Secondary breast and bowel piggy backing on patient’s blood vessels ……. November 2016
New research, by the Institute of Cancer Research, into breast and bowel cancers that have spread to the liver shows that tumours power their growth using pre-existing blood vessels rather than developing new ones.
This explains why existing treatments which block the development of new blood vessels have so far failed to have the desired effect of slowing the growth of secondary breast cancer tumours. Funded by Breast Cancer Now, scientists have begun to look at whether secondary breast and bowel cancers occurring in the liver used pre-existing blood vessels to grow, known as vessel co-option, or grow new blood vessels, called angiogenesis.
Previously, scientists thought all cancers needed to establish new blood vessels in order to grow, and there have been several anti-angiogenesis drugs to help combat this.
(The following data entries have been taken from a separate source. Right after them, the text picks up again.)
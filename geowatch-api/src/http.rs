use geowatch_core::{GeoError, Result};
use serde_json::Value;
use std::time::Duration;
use tracing::error;

const REQUEST_TIMEOUT: Duration = Duration::from_secs(120);

/// Thin JSON-POST client shared by every vendor adapter, with HTTP failures
/// mapped onto the crawl error taxonomy.
#[derive(Debug, Clone)]
pub(crate) struct ChatHttp {
    client: reqwest::Client,
}

impl ChatHttp {
    pub(crate) fn new() -> Self {
        let client = reqwest::Client::builder()
            .timeout(REQUEST_TIMEOUT)
            .build()
            .unwrap_or_else(|_| reqwest::Client::new());
        Self { client }
    }

    pub(crate) async fn post_chat(
        &self,
        url: &str,
        api_key: &str,
        payload: &Value,
    ) -> Result<Value> {
        let response = self
            .client
            .post(url)
            .bearer_auth(api_key)
            .header("Content-Type", "application/json")
            .json(payload)
            .send()
            .await
            .map_err(|err| {
                if err.is_timeout() || err.is_connect() {
                    GeoError::TransientNetwork(format!("{url}: {err}"))
                } else {
                    GeoError::TransientNetwork(err.to_string())
                }
            })?;

        let status = response.status();
        if !status.is_success() {
            let body = response.text().await.unwrap_or_default();
            let snippet: String = body.chars().take(300).collect();
            error!(%url, %status, "chat api returned an error");
            return Err(map_status(status, snippet));
        }

        response
            .json::<Value>()
            .await
            .map_err(|err| GeoError::Corrupt(format!("chat api returned bad json: {err}")))
    }
}

fn map_status(status: reqwest::StatusCode, body: String) -> GeoError {
    if status.as_u16() == 429 {
        GeoError::RateLimited(body)
    } else if status.is_server_error() {
        GeoError::TransientNetwork(format!("{status}: {body}"))
    } else if status.as_u16() == 401 || status.as_u16() == 403 {
        GeoError::BadRequest(format!("{status}: api key rejected"))
    } else {
        GeoError::BadRequest(format!("{status}: {body}"))
    }
}

#[cfg(test)]
mod tests {
    use super::*;

    #[test]
    fn status_mapping_follows_the_taxonomy() {
        assert!(matches!(
            map_status(reqwest::StatusCode::TOO_MANY_REQUESTS, String::new()),
            GeoError::RateLimited(_)
        ));
        assert!(matches!(
            map_status(reqwest::StatusCode::BAD_GATEWAY, String::new()),
            GeoError::TransientNetwork(_)
        ));
        assert!(matches!(
            map_status(reqwest::StatusCode::UNAUTHORIZED, String::new()),
            GeoError::BadRequest(_)
        ));
        assert!(matches!(
            map_status(reqwest::StatusCode::UNPROCESSABLE_ENTITY, String::new()),
            GeoError::BadRequest(_)
        ));
    }
}
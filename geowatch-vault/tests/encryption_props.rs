//! Property tests for the credential round-trip contract.

use geowatch_core::{CredentialKind, CredentialScope, Engine, WorkspaceId};
use geowatch_vault::{CredentialVault, StoreOptions, VaultCipher};
use proptest::prelude::*;
use serde_json::json;

proptest! {
    #[test]
    fn store_then_reveal_returns_the_original(value in "[a-zA-Z0-9 _:/.-]{0,128}") {
        let vault = CredentialVault::new("prop-secret");
        let ws = WorkspaceId::new();
        let plaintext = json!({"token": value});
        let id = vault
            .store(
                CredentialScope::Workspace(ws),
                Engine::Kimi,
                CredentialKind::ApiKey,
                &plaintext,
                StoreOptions::default(),
            )
            .unwrap();
        prop_assert_eq!(vault.reveal(id).unwrap(), plaintext);
    }

    #[test]
    fn ciphertext_never_leaks_the_plaintext(value in "[a-zA-Z0-9]{8,64}") {
        let cipher = VaultCipher::from_secret("prop-secret");
        let encoded = cipher.encrypt(&json!(value)).unwrap();
        prop_assert!(!encoded.contains(&value));
    }

    #[test]
    fn nested_json_values_roundtrip(key in "[a-z]{1,16}", n in 0u64..1_000_000) {
        let cipher = VaultCipher::from_secret("prop-secret");
        let value = json!({"cookies": [{"name": key, "value": n}], "count": n});
        let encoded = cipher.encrypt(&value).unwrap();
        prop_assert_eq!(cipher.decrypt(&encoded).unwrap(), value);
    }
}
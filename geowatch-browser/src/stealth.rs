//! Anti-detection fingerprint for crawl contexts.
//!
//! Everything here runs once per browser context, not per query: randomized
//! user agent and viewport from curated pools, a locale-consistent timezone,
//! Chromium launch flags that strip automation tells, and an init script
//! that patches the script-readable surface (webdriver flag, chrome object,
//! permissions, canvas/WebGL readouts, WebRTC, CDP markers).

use rand::prelude::IndexedRandom;
use serde::{Deserialize, Serialize};

/// Curated desktop user agents: Chrome Windows/macOS, Edge, Firefox, Safari.
pub const USER_AGENTS: &[&str] = &[
    "Mozilla/5.0 (Windows NT 10.0; Win64; x64) AppleWebKit/537.36 (KHTML, like Gecko) Chrome/120.0.0.0 Safari/537.36",
    "Mozilla/5.0 (Windows NT 10.0; Win64; x64) AppleWebKit/537.36 (KHTML, like Gecko) Chrome/121.0.0.0 Safari/537.36",
    "Mozilla/5.0 (Windows NT 10.0; Win64; x64) AppleWebKit/537.36 (KHTML, like Gecko) Chrome/122.0.0.0 Safari/537.36",
    "Mozilla/5.0 (Windows NT 10.0; Win64; x64) AppleWebKit/537.36 (KHTML, like Gecko) Chrome/123.0.0.0 Safari/537.36",
    "Mozilla/5.0 (Macintosh; Intel Mac OS X 10_15_7) AppleWebKit/537.36 (KHTML, like Gecko) Chrome/120.0.0.0 Safari/537.36",
    "Mozilla/5.0 (Macintosh; Intel Mac OS X 10_15_7) AppleWebKit/537.36 (KHTML, like Gecko) Chrome/121.0.0.0 Safari/537.36",
    "Mozilla/5.0 (Windows NT 10.0; Win64; x64) AppleWebKit/537.36 (KHTML, like Gecko) Chrome/120.0.0.0 Safari/537.36 Edg/120.0.0.0",
    "Mozilla/5.0 (Windows NT 10.0; Win64; x64) AppleWebKit/537.36 (KHTML, like Gecko) Chrome/121.0.0.0 Safari/537.36 Edg/121.0.0.0",
    "Mozilla/5.0 (Windows NT 10.0; Win64; x64; rv:121.0) Gecko/20100101 Firefox/121.0",
    "Mozilla/5.0 (Windows NT 10.0; Win64; x64; rv:122.0) Gecko/20100101 Firefox/122.0",
    "Mozilla/5.0 (Macintosh; Intel Mac OS X 10_15_7) AppleWebKit/605.1.15 (KHTML, like Gecko) Version/17.2 Safari/605.1.15",
];

/// Common desktop resolutions, widest pool first.
pub const VIEWPORTS: &[(u32, u32)] = &[
    (1920, 1080),
    (1366, 768),
    (1536, 864),
    (1440, 900),
    (1280, 720),
    (2560, 1440),
];

/// Chromium flags that remove automation markers and background churn.
pub const LAUNCH_ARGS: &[&str] = &[
    "--disable-blink-features=AutomationControlled",
    "--disable-dev-shm-usage",
    "--no-sandbox",
    "--disable-infobars",
    "--disable-background-networking",
    "--disable-background-timer-throttling",
    "--disable-backgrounding-occluded-windows",
    "--disable-breakpad",
    "--disable-component-extensions-with-background-pages",
    "--disable-component-update",
    "--disable-default-apps",
    "--disable-extensions",
    "--disable-features=TranslateUI",
    "--disable-hang-monitor",
    "--disable-ipc-flooding-protection",
    "--disable-popup-blocking",
    "--disable-prompt-on-repost",
    "--disable-renderer-backgrounding",
    "--disable-sync",
    "--enable-features=NetworkService,NetworkServiceInProcess",
    "--force-color-profile=srgb",
    "--metrics-recording-only",
    "--no-first-run",
    "--password-store=basic",
    "--use-mock-keychain",
    "--disable-features=IsolateOrigins,site-per-process",
];

/// Injected before any page script runs.
pub const STEALTH_SCRIPT: &str = r#"
(function() {
    'use strict';

    // navigator.webdriver
    Object.defineProperty(navigator, 'webdriver', {
        get: () => undefined,
        configurable: true
    });
    try { delete Navigator.prototype.webdriver; } catch (e) {}

    // chrome runtime
    if (!window.chrome) { window.chrome = {}; }
    window.chrome.runtime = {
        id: undefined,
        connect: function() {},
        sendMessage: function() {},
        onMessage: { addListener: function() {} }
    };
    window.chrome.loadTimes = function() {
        return {
            requestTime: Date.now() / 1000 - Math.random() * 100,
            startLoadTime: Date.now() / 1000 - Math.random() * 10,
            commitLoadTime: Date.now() / 1000 - Math.random() * 5,
            finishDocumentLoadTime: Date.now() / 1000 - Math.random() * 2,
            finishLoadTime: Date.now() / 1000 - Math.random(),
            firstPaintTime: Date.now() / 1000 - Math.random() * 3,
            firstPaintAfterLoadTime: 0,
            navigationType: 'Other',
            wasFetchedViaSpdy: false,
            wasNpnNegotiated: true,
            npnNegotiatedProtocol: 'h2',
            wasAlternateProtocolAvailable: false,
            connectionInfo: 'h2'
        };
    };

    // permissions API
    const originalQuery = window.navigator.permissions.query;
    window.navigator.permissions.query = (parameters) => {
        if (parameters.name === 'notifications') {
            return Promise.resolve({ state: Notification.permission });
        }
        return originalQuery.call(window.navigator.permissions, parameters);
    };

    // canvas noise
    const originalToDataURL = HTMLCanvasElement.prototype.toDataURL;
    const originalGetImageData = CanvasRenderingContext2D.prototype.getImageData;
    function addNoise(imageData) {
        const data = imageData.data;
        for (let i = 0; i < data.length; i += 4) {
            data[i] = Math.max(0, Math.min(255, data[i] + (Math.random() - 0.5) * 4));
            data[i+1] = Math.max(0, Math.min(255, data[i+1] + (Math.random() - 0.5) * 4));
            data[i+2] = Math.max(0, Math.min(255, data[i+2] + (Math.random() - 0.5) * 4));
        }
        return imageData;
    }
    HTMLCanvasElement.prototype.toDataURL = function(...args) {
        const ctx = this.getContext('2d');
        if (ctx) {
            try {
                const imageData = ctx.getImageData(0, 0, this.width, this.height);
                addNoise(imageData);
                ctx.putImageData(imageData, 0, 0);
            } catch (e) {}
        }
        return originalToDataURL.apply(this, args);
    };
    CanvasRenderingContext2D.prototype.getImageData = function(...args) {
        return addNoise(originalGetImageData.apply(this, args));
    };

    // WebGL vendor/renderer
    const getParameterProxyHandler = {
        apply: function(target, thisArg, args) {
            const param = args[0];
            if (param === 37445) return 'Intel Inc.';
            if (param === 37446) return 'Intel Iris OpenGL Engine';
            return Reflect.apply(target, thisArg, args);
        }
    };
    if (WebGLRenderingContext.prototype.getParameter) {
        WebGLRenderingContext.prototype.getParameter = new Proxy(
            WebGLRenderingContext.prototype.getParameter, getParameterProxyHandler);
    }
    if (typeof WebGL2RenderingContext !== 'undefined' && WebGL2RenderingContext.prototype.getParameter) {
        WebGL2RenderingContext.prototype.getParameter = new Proxy(
            WebGL2RenderingContext.prototype.getParameter, getParameterProxyHandler);
    }

    // navigator surface
    Object.defineProperty(navigator, 'plugins', {
        get: () => {
            const plugins = [
                { name: 'Chrome PDF Plugin', filename: 'internal-pdf-viewer', description: 'Portable Document Format' },
                { name: 'Chrome PDF Viewer', filename: 'mhjfbmdgcfjbbpaeojofohoefgiehjai', description: '' },
                { name: 'Native Client', filename: 'internal-nacl-plugin', description: '' }
            ];
            plugins.item = (i) => plugins[i];
            plugins.namedItem = (name) => plugins.find(p => p.name === name);
            plugins.refresh = () => {};
            return plugins;
        }
    });
    Object.defineProperty(navigator, 'languages', { get: () => ['zh-CN', 'zh', 'en-US', 'en'] });
    Object.defineProperty(navigator, 'platform', { get: () => 'Win32' });
    Object.defineProperty(navigator, 'hardwareConcurrency', { get: () => 8 });
    Object.defineProperty(navigator, 'deviceMemory', { get: () => 8 });

    // screen
    Object.defineProperty(screen, 'availWidth', { get: () => screen.width });
    Object.defineProperty(screen, 'availHeight', { get: () => screen.height - 40 });
    Object.defineProperty(screen, 'colorDepth', { get: () => 24 });
    Object.defineProperty(screen, 'pixelDepth', { get: () => 24 });

    // WebRTC: strip ICE servers so local addresses never leak
    if (window.RTCPeerConnection) {
        const OriginalRTCPeerConnection = window.RTCPeerConnection;
        window.RTCPeerConnection = function(config) {
            if (config && config.iceServers) { config.iceServers = []; }
            return new OriginalRTCPeerConnection(config);
        };
        window.RTCPeerConnection.prototype = OriginalRTCPeerConnection.prototype;
    }

    // headless tells
    Object.defineProperty(document, 'hidden', { get: () => false });
    Object.defineProperty(document, 'visibilityState', { get: () => 'visible' });
    if (window.outerWidth === 0) {
        Object.defineProperty(window, 'outerWidth', { get: () => window.innerWidth + 16 });
    }
    if (window.outerHeight === 0) {
        Object.defineProperty(window, 'outerHeight', { get: () => window.innerHeight + 88 });
    }

    // automation framework markers
    const cdpMarkers = [
        '__webdriver_evaluate', '__selenium_evaluate', '__webdriver_script_function',
        '__webdriver_script_func', '__webdriver_script_fn', '__fxdriver_evaluate',
        '__driver_unwrapped', '__webdriver_unwrapped', '__driver_evaluate',
        '__selenium_unwrapped', '__fxdriver_unwrapped',
        'cdc_adoQpoasnfa76pfcZLmcfl_Array', 'cdc_adoQpoasnfa76pfcZLmcfl_Promise',
        'cdc_adoQpoasnfa76pfcZLmcfl_Symbol'
    ];
    cdpMarkers.forEach(marker => {
        try { delete window[marker]; } catch (e) {}
        try { delete document[marker]; } catch (e) {}
    });
})();
"#;

/// One context's randomized fingerprint.
#[derive(Debug, Clone, Serialize, Deserialize)]
pub struct StealthProfile {
    pub user_agent: String,
    pub viewport: (u32, u32),
    pub locale: String,
    pub timezone: String,
}

impl StealthProfile {
    /// Sample a fingerprint for the given locale. The timezone always agrees
    /// with the locale; a zh-CN context in a US timezone is itself a tell.
    pub fn sample(locale: &str) -> Self {
        let mut rng = rand::rng();
        let user_agent = USER_AGENTS
            .choose(&mut rng)
            .copied()
            .unwrap_or(USER_AGENTS[0])
            .to_string();
        let viewport = *VIEWPORTS.choose(&mut rng).unwrap_or(&VIEWPORTS[0]);
        let timezone = if locale.starts_with("zh") {
            "Asia/Shanghai"
        } else {
            "America/New_York"
        };
        Self {
            user_agent,
            viewport,
            locale: locale.to_string(),
            timezone: timezone.to_string(),
        }
    }
}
Using 187 samples from 92 bowel cancer patients, researchers found that 40% of secondary tumours obtained blood through existing blood vessels. For the first time, they found that tumours which mainly used vessel co-option responded poorly to combined treatment with angiogenesis and chemotherapy.
Researchers also looked into whether it was possible to block the vessel co-option process in secondary tumours occurring in the liver, and combined this approach with an anti-angiogenesis drug, to test a two-pronged approach to treatment. They found that when they “switched off” the gene that helps cancer cells move towards existing blood vessels and then treated the tumours with anti-angiogenesis drug in mice, there was significantly less tumour growth.
“It was thought for a long time that cancers that have spread to the liver must generate new blood vessels to thrive – but now we’ve show that they can piggy back on pre-existing vessels instead. We now need to undertake more research to understand exactly how tumours recruit pre-existing blood vessels,” Dr. Andrew Reynolds, who led the research says. He looks forward to the possibility of follow up studies and possible drug combinations that block both vessel co-option and angiogenesis that could provide hope for future treatments.